摘要:越国多丘陵山地,水稻之外其实一直并存着旱作,只是不同的区域、不同的气候时段,旱作的比例有所不同。虽然《越绝书》记有越国旱粮,但无法确定为越国所产,最近浦江上山遗址商周文化层出土的粟和红小豆遗存,终于坐实了越国旱作的存在。粟、黍、赤豆在越国谷粮中地位高于稻,是因为它们被赋予了祖先之食、供祭之食、辟邪之物等身份。小麦、穬和大豆的食料地位较低,则和当时还未发明圆形石磨盘有直接的关系,也和它们粒食时口感较粗粝有关。

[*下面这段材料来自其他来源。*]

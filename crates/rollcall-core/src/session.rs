//! Timed, cancellable admin verification.
//!
//! ```text
//! Idle ──start──▶ Capturing ──match────▶ Verified(person)
//!                     │      ──deadline─▶ TimedOut
//!                     └───────cancel────▶ Cancelled
//! ```
//!
//! Each iteration checks, in order: cancellation, deadline, then the next
//! frame's probes against the roster-filtered gallery. The three terminal
//! states are final; exactly one of them is reported.

use crate::capture::{CancelToken, ProbeSource, SourceError, SourceGuard};
use crate::clock::Clock;
use crate::gallery::GallerySnapshot;
use crate::types::MatchResult;
use serde::Serialize;
use std::sync::Arc;
use std::time::{Duration, Instant};
use thiserror::Error;

#[derive(Error, Debug)]
pub enum SessionError {
    #[error("no admins configured")]
    NoRoster,
    #[error("no privileged identities enrolled")]
    NoPrivilegedIdentities,
    #[error("session polled before start")]
    NotStarted,
    #[error("frame source ended before verification completed")]
    SourceEnded,
    #[error("{0}")]
    Source(#[from] SourceError),
}

/// Terminal result of a verification session.
#[derive(Debug, Clone, PartialEq, Eq, Serialize)]
#[serde(tag = "outcome", rename_all = "snake_case")]
pub enum VerificationOutcome {
    Verified { person_id: String },
    TimedOut,
    Cancelled,
}

#[derive(Debug, Clone, PartialEq, Eq)]
pub enum SessionState {
    Idle,
    Capturing,
    Verified(String),
    TimedOut,
    Cancelled,
}

impl SessionState {
    pub fn outcome(&self) -> Option<VerificationOutcome> {
        match self {
            SessionState::Idle | SessionState::Capturing => None,
            SessionState::Verified(person_id) => Some(VerificationOutcome::Verified {
                person_id: person_id.clone(),
            }),
            SessionState::TimedOut => Some(VerificationOutcome::TimedOut),
            SessionState::Cancelled => Some(VerificationOutcome::Cancelled),
        }
    }
}

pub struct VerificationSession {
    gallery: GallerySnapshot,
    roster: Vec<String>,
    tolerance: f32,
    deadline: Duration,
    clock: Arc<dyn Clock>,
    started_at: Option<Instant>,
    state: SessionState,
}

impl VerificationSession {
    /// Create an idle session. `roster` should be read fresh for every session.
    pub fn new(
        gallery: &GallerySnapshot,
        roster: Vec<String>,
        tolerance: f32,
        deadline: Duration,
        clock: Arc<dyn Clock>,
    ) -> Self {
        Self {
            gallery: gallery.clone(),
            roster,
            tolerance,
            deadline,
            clock,
            started_at: None,
            state: SessionState::Idle,
        }
    }

    pub fn state(&self) -> &SessionState {
        &self.state
    }

    /// Idle → Capturing.
    ///
    /// Narrows the gallery to roster members. Fails without entering
    /// Capturing when the roster is empty or none of its members has an
    /// enrolled embedding.
    pub fn start(&mut self) -> Result<(), SessionError> {
        if self.state != SessionState::Idle {
            return Ok(());
        }
        if self.roster.is_empty() {
            return Err(SessionError::NoRoster);
        }
        let privileged = self.gallery.restricted_to(&self.roster);
        if privileged.is_empty() {
            return Err(SessionError::NoPrivilegedIdentities);
        }

        tracing::info!(
            roster = self.roster.len(),
            embeddings = privileged.size(),
            deadline_secs = self.deadline.as_secs_f32(),
            "verification session started"
        );
        self.gallery = privileged;
        self.started_at = Some(self.clock.now());
        self.state = SessionState::Capturing;
        Ok(())
    }

    /// Run one iteration. Returns the outcome once a terminal state is reached.
    pub fn poll<P: ProbeSource + ?Sized>(
        &mut self,
        source: &mut P,
        cancel: &CancelToken,
    ) -> Result<Option<VerificationOutcome>, SessionError> {
        let started_at = match (&self.state, self.started_at) {
            (SessionState::Capturing, Some(at)) => at,
            (SessionState::Idle, _) | (SessionState::Capturing, None) => {
                return Err(SessionError::NotStarted)
            }
            (terminal, _) => return Ok(terminal.outcome()),
        };

        if cancel.is_cancelled() {
            return Ok(Some(self.finish(SessionState::Cancelled)));
        }
        if self.clock.now().saturating_duration_since(started_at) > self.deadline {
            return Ok(Some(self.finish(SessionState::TimedOut)));
        }

        let probes = source.next_probes()?.ok_or(SessionError::SourceEnded)?;
        for probe in &probes {
            match self.gallery.classify(&probe.embedding, self.tolerance) {
                MatchResult::Identified {
                    person_id,
                    distance,
                } => {
                    tracing::debug!(person = %person_id, distance, "privileged face matched");
                    return Ok(Some(self.finish(SessionState::Verified(person_id))));
                }
                MatchResult::Unknown { best_distance } => {
                    tracing::debug!(best_distance = ?best_distance, "face not privileged");
                }
            }
        }
        Ok(None)
    }

    /// Start (if idle) and poll until a terminal outcome. The source is
    /// released on every exit path, including configuration errors.
    pub fn run<P: ProbeSource + ?Sized>(
        mut self,
        source: &mut P,
        cancel: &CancelToken,
    ) -> Result<VerificationOutcome, SessionError> {
        let mut source = SourceGuard::new(source);
        self.start()?;
        loop {
            if let Some(outcome) = self.poll(&mut *source, cancel)? {
                return Ok(outcome);
            }
        }
    }

    fn finish(&mut self, state: SessionState) -> VerificationOutcome {
        let elapsed_ms = self
            .started_at
            .map(|at| self.clock.now().saturating_duration_since(at).as_millis() as u64)
            .unwrap_or_default();
        let outcome = match &state {
            SessionState::Verified(person_id) => {
                tracing::info!(person = %person_id, elapsed_ms, "admin verified");
                VerificationOutcome::Verified {
                    person_id: person_id.clone(),
                }
            }
            SessionState::TimedOut => {
                tracing::info!(elapsed_ms, "admin verification timed out");
                VerificationOutcome::TimedOut
            }
            _ => {
                tracing::info!(elapsed_ms, "admin verification cancelled");
                VerificationOutcome::Cancelled
            }
        };
        self.state = state;
        outcome
    }
}

/// Run a complete verification session against `roster` with a fresh snapshot of `gallery`.
pub fn start_verification_session<P: ProbeSource + ?Sized>(
    gallery: &GallerySnapshot,
    roster: Vec<String>,
    tolerance: f32,
    deadline: Duration,
    source: &mut P,
    cancel: &CancelToken,
    clock: Arc<dyn Clock>,
) -> Result<VerificationOutcome, SessionError> {
    VerificationSession::new(gallery, roster, tolerance, deadline, clock).run(source, cancel)
}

越国“饭稻羹鱼”,以稻米为主粮,这已是学界共识。但很少有人注意到,越国其实也存在着旱作,粟、黍、麦、豆等旱粮也是越人重要的粮食作物。

一、越国的旱粮种类

从公元前494年越国夫椒之战大败到公元前473年越国最终灭吴称霸的20来年里,计倪成了越国事实上的财政大臣,他制定的经济政策,为越国“富国强兵”中的“富”,做出了决定性的贡献。在一次越王句践的咨政问询中,计倪就谈论到了当时越国农产品的价格体系:“甲货之户曰粢,为上物,贾七十。乙货之户曰黍,为中物,石六十。丙货之户曰赤豆,为下物,石五十。丁货之户曰稻粟,令为上种,石四十。戊货之户曰麦,为中物,石三十。己货之户曰大豆,为下物,石二十。庚货之户曰穬,比疏食,故无贾。辛货之户曰菓,比疏食,无贾。”张仲清校注:《越绝书校注》,北京:国家图书馆出版社2009版,第123页。这段话表明:当时越国的旱粮不仅种类多,有粢、黍、赤豆、麦、大豆、穬,而且粢、黍、赤豆的食料地位都高于稻米。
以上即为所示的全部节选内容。